Task material Start Marker
#[cfg(test)]
mod tests {
    use super::*;
    use pretty_assertions::assert_eq;

    fn date(y: i32, m: u32, d: u32) -> NaiveDate {
        NaiveDate::from_ymd_opt(y, m, d).unwrap()
    }

    #[test]
    fn daily_defaults_note_and_start_date() {
        let req = CreateDaily {
            description: "stretch".to_string(),
            note: String::new(),
            start_date: None,
        };
        let item = req.build(1, date(2021, 5, 1)).unwrap();
        assert_eq!(item.id, Reminder::UNSAVED_ID);
        assert_eq!(item.start_date, Some(date(2021, 5, 1)));
        assert_eq!(item.frequency, Frequency::Daily);
        assert_eq!(item.advance_days, 0);
    }

    #[test]
    fn empty_description_is_rejected() {
        let req = CreateDaily {
            description: "   ".to_string(),
            note: String::new(),
            start_date: None,
        };
        assert!(req.build(1, date(2021, 5, 1)).is_err());
    }

    #[test]
    fn monthly_rejects_days_the_short_months_lack() {
        let mut req = CreateMonthly {
            description: "pay rent".to_string(),
            advance_days: 3,
            month_day: 28,
            note: String::new(),
            start_date: None,
        };
        assert!(req.build(1, date(2021, 5, 1)).is_err());
        req.month_day = 27;
        assert!(req.build(1, date(2021, 5, 1)).is_ok());
    }

    #[test]
    fn irregular_collects_all_range_errors() {
        let req = CreateIrregular {
            description: "meeting".to_string(),
            advance_days: 400,
            month: 13,
            week_day: 0,
            week: 5,
            note: String::new(),
            start_date: None,
        };
        let err = req.build(1, date(2021, 5, 1)).unwrap_err();
        let ApiError::Validation { messages } = err else {
            panic!("expected validation error");
        };
        assert_eq!(messages.len(), 4);
    }

    #[test]
    fn irregular_accepts_the_full_documented_ranges() {
        // December and Saturday sit at the top of their ranges and must
        // pass.
        let req = CreateIrregular {
            description: "meeting".to_string(),
            advance_days: 10,
            month: 12,
            week_day: 7,
            week: 4,
            note: String::new(),
            start_date: None,
        };
        let item = req.build(1, date(2021, 5, 1)).unwrap();
        assert_eq!(
            item.frequency,
            Frequency::Irregular {
                month: Month::December,
                weekday: Weekday::Saturday,
                week_number: 4,
            }
        );
    }

    #[test]
    fn update_patches_only_the_provided_fields() {
        let create = CreateMonthly {
            description: "pay rent".to_string(),
            advance_days: 3,
            month_day: 5,
            note: "transfer".to_string(),
            start_date: None,
        };
        let mut item = create.build(1, date(2021, 5, 1)).unwrap();

        let update = UpdateMonthly {
            month_day: Some(7),
            ..Default::default()
        };
        update.apply(&mut item).unwrap();
        assert_eq!(item.frequency, Frequency::Monthly { month_day: 7 });
        assert_eq!(item.description, "pay rent");
        assert_eq!(item.note, "transfer");
        assert_eq!(item.advance_days, 3);
    }

    #[test]
    fn update_of_the_wrong_kind_is_rejected() {
        let mut item = CreateDaily {
            description: "stretch".to_string(),
            note: String::new(),
            start_date: None,
        }
        .build(1, date(2021, 5, 1))
        .unwrap();

        let update = UpdateMonthly {
            month_day: Some(7),
            ..Default::default()
        };
        let err = update.apply(&mut item).unwrap_err();
        assert!(matches!(err, ApiError::KindMismatch { .. }));
    }

    #[test]
    fn update_once_moves_both_the_date_and_the_anchor() {
        let mut item = CreateOnce {
            description: "renew passport".to_string(),
            date: date(2021, 9, 1),
            advance_days: 14,
            note: String::new(),
        }
        .build(1, date(2021, 5, 1))
        .unwrap();

        UpdateOnce {
            date: Some(date(2021, 10, 1)),
            ..Default::default()
        }
        .apply(&mut item)
        .unwrap();

        assert_eq!(
            item.frequency,
            Frequency::Once {
                date: date(2021, 10, 1)
            }
        );
        assert_eq!(item.start_date, Some(date(2021, 10, 1)));
    }
}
Task material End Marker
*Exercise directions*.
Return the whole listing exactly.

*Reply to the task*.
#[cfg(test)]
mod tests {
    use super::*;
    use pretty_assertions::assert_eq;

    fn date(y: i32, m: u32, d: u32) -> NaiveDate {
        NaiveDate::from_ymd_opt(y, m, d).unwrap()
    }

    #[test]
    fn daily_defaults_note_and_start_date() {
        let req = CreateDaily {
            description: "stretch".to_string(),
            note: String::new(),
            start_date: None,
        };
        let item = req.build(1, date(2021, 5, 1)).unwrap();
        assert_eq!(item.id, Reminder::UNSAVED_ID);
        assert_eq!(item.start_date, Some(date(2021, 5, 1)));
        assert_eq!(item.frequency, Frequency::Daily);
        assert_eq!(item.advance_days, 0);
    }

    #[test]
    fn empty_description_is_rejected() {
        let req = CreateDaily {
            description: "   ".to_string(),
            note: String::new(),
            start_date: None,
        };
        assert!(req.build(1, date(2021, 5, 1)).is_err());
    }

    #[test]
    fn monthly_rejects_days_the_short_months_lack() {
        let mut req = CreateMonthly {
            description: "pay rent".to_string(),
            advance_days: 3,
            month_day: 28,
            note: String::new(),
            start_date: None,
        };
        assert!(req.build(1, date(2021, 5, 1)).is_err());
        req.month_day = 27;
        assert!(req.build(1, date(2021, 5, 1)).is_ok());
    }

    #[test]
    fn irregular_collects_all_range_errors() {
        let req = CreateIrregular {
            description: "meeting".to_string(),
            advance_days: 400,
            month: 13,
            week_day: 0,
            week: 5,
            note: String::new(),
            start_date: None,
        };
        let err = req.build(1, date(2021, 5, 1)).unwrap_err();
        let ApiError::Validation { messages } = err else {
            panic!("expected validation error");
        };
        assert_eq!(messages.len(), 4);
    }

    #[test]
    fn irregular_accepts_the_full_documented_ranges() {
        // December and Saturday sit at the top of their ranges and must
        // pass.
        let req = CreateIrregular {
            description: "meeting".to_string(),
            advance_days: 10,
            month: 12,
            week_day: 7,
            week: 4,
            note: String::new(),
            start_date: None,
        };
        let item = req.build(1, date(2021, 5, 1)).unwrap();
        assert_eq!(
            item.frequency,
            Frequency::Irregular {
                month: Month::December,
                weekday: Weekday::Saturday,
                week_number: 4,
            }
        );
    }

    #[test]
    fn update_patches_only_the_provided_fields() {
        let create = CreateMonthly {
            description: "pay rent".to_string(),
            advance_days: 3,
            month_day: 5,
            note: "transfer".to_string(),
            start_date: None,
        };
        let mut item = create.build(1, date(2021, 5, 1)).unwrap();

        let update = UpdateMonthly {
            month_day: Some(7),
            ..Default::default()
        };
        update.apply(&mut item).unwrap();
        assert_eq!(item.frequency, Frequency::Monthly { month_day: 7 });
        assert_eq!(item.description, "pay rent");
        assert_eq!(item.note, "transfer");
        assert_eq!(item.advance_days, 3);
    }

    #[test]
    fn update_of_the_wrong_kind_is_rejected() {
        let mut item = CreateDaily {
            description: "stretch".to_string(),
            note: String::new(),
            start_date: None,
        }
        .build(1, date(2021, 5, 1))
        .unwrap();

        let update = UpdateMonthly {
            month_day: Some(7),
            ..Default::default()
        };
        let err = update.apply(&mut item).unwrap_err();
        assert!(matches!(err, ApiError::KindMismatch { .. }));
    }

    #[test]
    fn update_once_moves_both_the_date_and_the_anchor() {
        let mut item = CreateOnce {
            description: "renew passport".to_string(),
            date: date(2021, 9, 1),
            advance_days: 14,
            note: String::new(),
        }
        .build(1, date(2021, 5, 1))
        .unwrap();

        UpdateOnce {
            date: Some(date(2021, 10, 1)),
            ..Default::default()
        }
        .apply(&mut item)
        .unwrap();

        assert_eq!(
            item.frequency,
            Frequency::Once {
                date: date(2021, 10, 1)
            }
        );
        assert_eq!(item.start_date, Some(date(2021, 10, 1)));
    }
}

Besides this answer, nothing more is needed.